Tuesday, May 18th, 2010

A month or so ago I wrote about the galaxy NGC 4522 undergoing the process of ‘ram pressure stripping’ as it falls through a cluster of galaxies. Although the space between the galaxies seems pretty empty it has a thin gas floating in it - and there’s enough there that a galaxy ploughing through at hundreds of kilometers a second feels an enormous wind in its face, with the result that is gas is blasted off it into a trailing cloud. This stripping is a fairly interesting process with profound consequences for the galaxy in question, so astronomers are obviously interested in studying it. But - as is often the case when you study such a vast and slow-moving beast as a galaxy - some questions can be difficult to answer just by looking through a telescope.

A simulated galaxy undergoing ram stripping. The image is about a million light years top to bottom.

A simulated galaxy undergoing ram stripping. The image is about a million light years top to bottom.

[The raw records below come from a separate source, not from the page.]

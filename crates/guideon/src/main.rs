mod cli;
mod commands;
mod error;
mod output;
mod session;

use clap::Parser;
use tracing_subscriber::EnvFilter;

use guideon_core::{Operator, seed};

use crate::cli::{Cli, ColorMode, Command, OutputFormat};
use crate::commands::Ui;
use crate::error::CliError;
use crate::session::Session;

fn main() {
    let cli = Cli::parse();

    init_tracing(cli.global.verbose);

    if let Err(err) = run(cli) {
        let code = err.exit_code();
        eprintln!("{:?}", miette::Report::new(err));
        std::process::exit(code);
    }
}

fn init_tracing(verbosity: u8) {
    let filter = match verbosity {
        0 => "warn",
        1 => "info",
        2 => "debug",
        _ => "trace",
    };

    tracing_subscriber::fmt()
        .with_env_filter(
            EnvFilter::try_from_default_env().unwrap_or_else(|_| EnvFilter::new(filter)),
        )
        .with_target(false)
        .init();
}

fn run(cli: Cli) -> Result<(), CliError> {
    let config = guideon_config::load_config_or_default();
    let ui = resolve_ui(&cli.global, &config);

    match cli.command {
        // Config commands operate on the file, not on a session
        Command::Config(args) => commands::config_cmd::handle(args, &ui),

        // Shell completions generation
        Command::Completions(args) => {
            use clap::CommandFactory;
            use clap_complete::generate;

            let mut cmd = Cli::command();
            generate(args.shell, &mut cmd, "guideon", &mut std::io::stdout());
            Ok(())
        }

        // Everything else runs against a seeded session
        cmd => {
            // Resolve and validate the platform profile even though no
            // request leaves the process yet: a broken profile should
            // fail loudly now, not when the backend lands.
            let profile_name =
                guideon_config::active_profile_name(cli.global.profile.as_deref(), &config);
            match config.profiles.get(&profile_name) {
                Some(profile) => guideon_config::validate_profile(profile)?,
                None => {
                    if cli.global.profile.is_some() {
                        return Err(CliError::UnknownProfile { name: profile_name });
                    }
                }
            }

            let operator = resolve_operator(cli.global.as_operator.as_deref())?;
            let page_size = cli.global.page_size.unwrap_or(config.defaults.page_size);

            tracing::debug!(operator = %operator.email, page_size, "starting seeded session");
            let mut session = Session::seeded(page_size, &operator);
            commands::dispatch(cmd, &mut session, &ui)
        }
    }
}

/// Pick the acting demo operator: explicit email, else the platform admin.
fn resolve_operator(email: Option<&str>) -> Result<Operator, CliError> {
    let operators = seed::operators();
    match email {
        None => operators
            .into_iter()
            .next()
            .ok_or_else(|| CliError::UnknownOperator { email: String::new() }),
        Some(email) => operators
            .into_iter()
            .find(|op| op.email.eq_ignore_ascii_case(email))
            .ok_or_else(|| CliError::UnknownOperator { email: email.into() }),
    }
}

/// Flag > config file > built-in default, per presentation option.
fn resolve_ui(global: &cli::GlobalOpts, config: &guideon_config::Config) -> Ui {
    let format = global.output.unwrap_or_else(|| {
        match config.defaults.output.as_str() {
            "json" => OutputFormat::Json,
            "json-compact" => OutputFormat::JsonCompact,
            "yaml" => OutputFormat::Yaml,
            "plain" => OutputFormat::Plain,
            _ => OutputFormat::Table,
        }
    });
    let color_mode = global.color.unwrap_or_else(|| {
        match config.defaults.color.as_str() {
            "always" => ColorMode::Always,
            "never" => ColorMode::Never,
            _ => ColorMode::Auto,
        }
    });

    Ui {
        format,
        color: output::should_color(color_mode),
        quiet: global.quiet,
        yes: global.yes,
    }
}
//! Shared helpers for command handlers.

use owo_colors::OwoColorize;

use guideon_core::AuditStatus;

use crate::error::CliError;

/// Prompt for confirmation, auto-approving if `--yes` was passed.
pub fn confirm(message: &str, yes_flag: bool) -> Result<bool, CliError> {
    if yes_flag {
        return Ok(true);
    }
    let confirmed = dialoguer::Confirm::new()
        .with_prompt(message)
        .default(false)
        .interact()
        .map_err(|e| CliError::Io(std::io::Error::other(e)))?;
    Ok(confirmed)
}

/// "active" / "inactive" label, green/dimmed when color is on.
pub fn active_badge(is_active: bool, color: bool) -> String {
    let label = if is_active { "active" } else { "inactive" };
    if !color {
        return label.into();
    }
    if is_active {
        label.green().to_string()
    } else {
        label.dimmed().to_string()
    }
}

/// Audit status label, severity-colored when color is on.
pub fn status_badge(status: AuditStatus, color: bool) -> String {
    let label = status.to_string();
    if !color {
        return label;
    }
    match status {
        AuditStatus::Success => label.green().to_string(),
        AuditStatus::Warning => label.yellow().to_string(),
        AuditStatus::Error => label.red().to_string(),
    }
}

/// Reject a page number the current view cannot offer. Page 0 is always
/// accepted (an empty view renders as "no entries", not an error).
pub fn check_page(requested: usize, total_pages: usize) -> Result<(), CliError> {
    if requested > 0 && requested >= total_pages {
        return Err(CliError::Validation {
            field: "page".into(),
            reason: format!(
                "page {requested} is out of range (the view has {total_pages} page(s), 0-based)"
            ),
        });
    }
    Ok(())
}
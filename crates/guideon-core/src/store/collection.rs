// ── Generic ordered entity collection ──
//
// Single-threaded in-memory storage for one entity type. Ordering is part
// of the display contract: newly created entities go to the head, so the
// collection iterates newest-first. Every mutation bumps a version
// counter; value-identical entities are never touched by a mutation that
// does not target them.

use std::fmt;

/// An entity stored in an [`EntityCollection`].
pub trait Entity {
    type Id: Copy + Eq + Ord + fmt::Display;

    fn id(&self) -> Self::Id;
}

/// Ordered collection of one entity type with unique numeric identities.
#[derive(Debug, Clone)]
pub struct EntityCollection<T: Entity> {
    /// Newest-first. Uniqueness of ids is an invariant all insertion
    /// paths uphold.
    items: Vec<T>,
    /// Bumped on every mutation.
    version: u64,
}

impl<T: Entity> EntityCollection<T> {
    pub fn new() -> Self {
        Self {
            items: Vec::new(),
            version: 0,
        }
    }

    /// Seed the collection. `items` are taken as already newest-first.
    pub fn with_items(items: Vec<T>) -> Self {
        Self { items, version: 0 }
    }

    /// Insert at the head (newest-first display contract).
    pub fn insert_front(&mut self, entity: T) {
        self.items.insert(0, entity);
        self.version += 1;
    }

    /// Append at the tail (child records keep arrival order).
    pub fn push(&mut self, entity: T) {
        self.items.push(entity);
        self.version += 1;
    }

    pub fn get(&self, id: T::Id) -> Option<&T> {
        self.items.iter().find(|e| e.id() == id)
    }

    pub fn contains(&self, id: T::Id) -> bool {
        self.get(id).is_some()
    }

    /// Apply `mutate` to the matching entity. Returns `false` (and bumps
    /// nothing) if the id is absent.
    pub fn update(&mut self, id: T::Id, mutate: impl FnOnce(&mut T)) -> bool {
        match self.items.iter_mut().find(|e| e.id() == id) {
            Some(entity) => {
                mutate(entity);
                self.version += 1;
                true
            }
            None => false,
        }
    }

    /// Remove the matching entity, returning it if it existed.
    pub fn remove(&mut self, id: T::Id) -> Option<T> {
        let index = self.items.iter().position(|e| e.id() == id)?;
        self.version += 1;
        Some(self.items.remove(index))
    }

    pub fn iter(&self) -> impl Iterator<Item = &T> {
        self.items.iter()
    }

    pub fn len(&self) -> usize {
        self.items.len()
    }

    pub fn is_empty(&self) -> bool {
        self.items.is_empty()
    }

    pub fn version(&self) -> u64 {
        self.version
    }
}

impl<T: Entity> EntityCollection<T>
where
    T::Id: From<u64> + Into<u64>,
{
    /// Next identity: max existing id + 1, or 1 when empty. Deleting the
    /// highest entity admits a gap; ids are never recycled in a session.
    pub fn next_id(&self) -> T::Id {
        let max = self
            .items
            .iter()
            .map(|e| e.id().into())
            .max()
            .unwrap_or(0);
        T::Id::from(max + 1)
    }
}

impl<T: Entity> Default for EntityCollection<T> {
    fn default() -> Self {
        Self::new()
    }
}
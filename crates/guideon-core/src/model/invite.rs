// ── Site operator invite ──

use chrono::{DateTime, Utc};
use serde::{Deserialize, Serialize};
use strum::{Display, EnumString};

use super::id::{InviteId, SiteId};

/// Lifecycle state of an operator invite.
///
/// New invites always start `Pending`. Acceptance and expiry are driven by
/// the platform backend; this core never transitions the state.
#[derive(
    Debug, Clone, Copy, PartialEq, Eq, Serialize, Deserialize, Display, EnumString,
)]
#[serde(rename_all = "SCREAMING_SNAKE_CASE")]
#[strum(serialize_all = "lowercase", ascii_case_insensitive)]
pub enum InviteStatus {
    Pending,
    Accepted,
    Expired,
}

/// An offer of operator access to a [`Site`](super::Site).
///
/// Invites reference their site by id and are joined onto site rows at
/// read time -- the site itself never owns them.
#[derive(Debug, Clone, PartialEq, Eq, Serialize, Deserialize)]
pub struct SiteInvite {
    pub id: InviteId,
    pub site_id: SiteId,
    pub email: String,
    pub status: InviteStatus,
    pub created_at: DateTime<Utc>,
}
//! CLI error types with miette diagnostics.
//!
//! Maps `CoreError` / `ConfigError` variants into user-facing errors with
//! actionable help text and stable exit codes.

use miette::Diagnostic;
use thiserror::Error;

use guideon_config::ConfigError;
use guideon_core::CoreError;

/// Exit codes per the CLI contract.
pub mod exit_code {
    pub const SUCCESS: i32 = 0;
    pub const GENERAL: i32 = 1;
    pub const USAGE: i32 = 2;
    pub const NOT_FOUND: i32 = 4;
}

#[derive(Debug, Error, Diagnostic)]
pub enum CliError {
    // ── Input ────────────────────────────────────────────────────────
    #[error("Invalid {field}: {reason}")]
    #[diagnostic(
        code(guideon::validation),
        help("Fix the value and retry. Site names are 1-100 characters;\nemails must look like operator@example.com.")
    )]
    Validation { field: String, reason: String },

    // ── Resources ────────────────────────────────────────────────────
    #[error("{resource} '{identifier}' not found")]
    #[diagnostic(
        code(guideon::not_found),
        help("List known ids with: guideon {list_command}")
    )]
    NotFound {
        resource: String,
        identifier: String,
        list_command: String,
    },

    #[error("No demo operator with email '{email}'")]
    #[diagnostic(
        code(guideon::unknown_operator),
        help("Seeded operators: admin@guideon.com (platform admin),\noperator@example.com (site admin for site 1).")
    )]
    UnknownOperator { email: String },

    // ── Configuration ────────────────────────────────────────────────
    #[error("No profile named '{name}'")]
    #[diagnostic(
        code(guideon::unknown_profile),
        help("List profiles with: guideon config profiles")
    )]
    UnknownProfile { name: String },

    #[error("Configuration error")]
    #[diagnostic(code(guideon::config))]
    Config(#[from] ConfigError),

    // ── Plumbing ─────────────────────────────────────────────────────
    #[error("IO error")]
    #[diagnostic(code(guideon::io))]
    Io(#[from] std::io::Error),
}

impl CliError {
    pub fn exit_code(&self) -> i32 {
        match self {
            Self::Validation { .. } => exit_code::USAGE,
            Self::NotFound { .. } | Self::UnknownProfile { .. } | Self::UnknownOperator { .. } => {
                exit_code::NOT_FOUND
            }
            Self::Config(_) | Self::Io(_) => exit_code::GENERAL,
        }
    }

    /// Attach the list command a NotFound should point the user at.
    pub fn from_core(err: CoreError, list_command: &str) -> Self {
        match err {
            CoreError::Validation { field, reason } => Self::Validation { field, reason },
            CoreError::NotFound { entity, id } => Self::NotFound {
                resource: entity.into(),
                identifier: id,
                list_command: list_command.into(),
            },
        }
    }
}
// ── Entity stores ──
//
// One store per admin list view. `SiteDirectory` is the mutable
// instance; `AuditTrail` and `DocumentLedger` are read-only instances of
// the same filter/paginate shape.

pub(crate) mod collection;

mod audit;
mod documents;
mod sites;

pub use audit::AuditTrail;
pub use collection::{Entity, EntityCollection};
pub use documents::DocumentLedger;
pub use sites::SiteDirectory;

For example: what’s the most important property of the gas in determining the amount of stripping that goes on? Is it the density of the gas, or the speed at which the galaxy hits it? Then again, does the temperature of the gas have a bigger effect? To answer this question observationally we’d find lots of galaxies undergoing stripping, measure all the quantities we’re interested in, and look for a relationship. But it might not turn out to be as simple as all that. For instance, the gas tends to be hotter and denser in bigger clusters. So if we find a relationship between stripping and density, it could just be telling us about the cluster mass. Since cluster masses are often quite hard to measure accurately - and in fact we often measure them by looking at the gas temperature - sorting out which variables are affecting what can be tricky.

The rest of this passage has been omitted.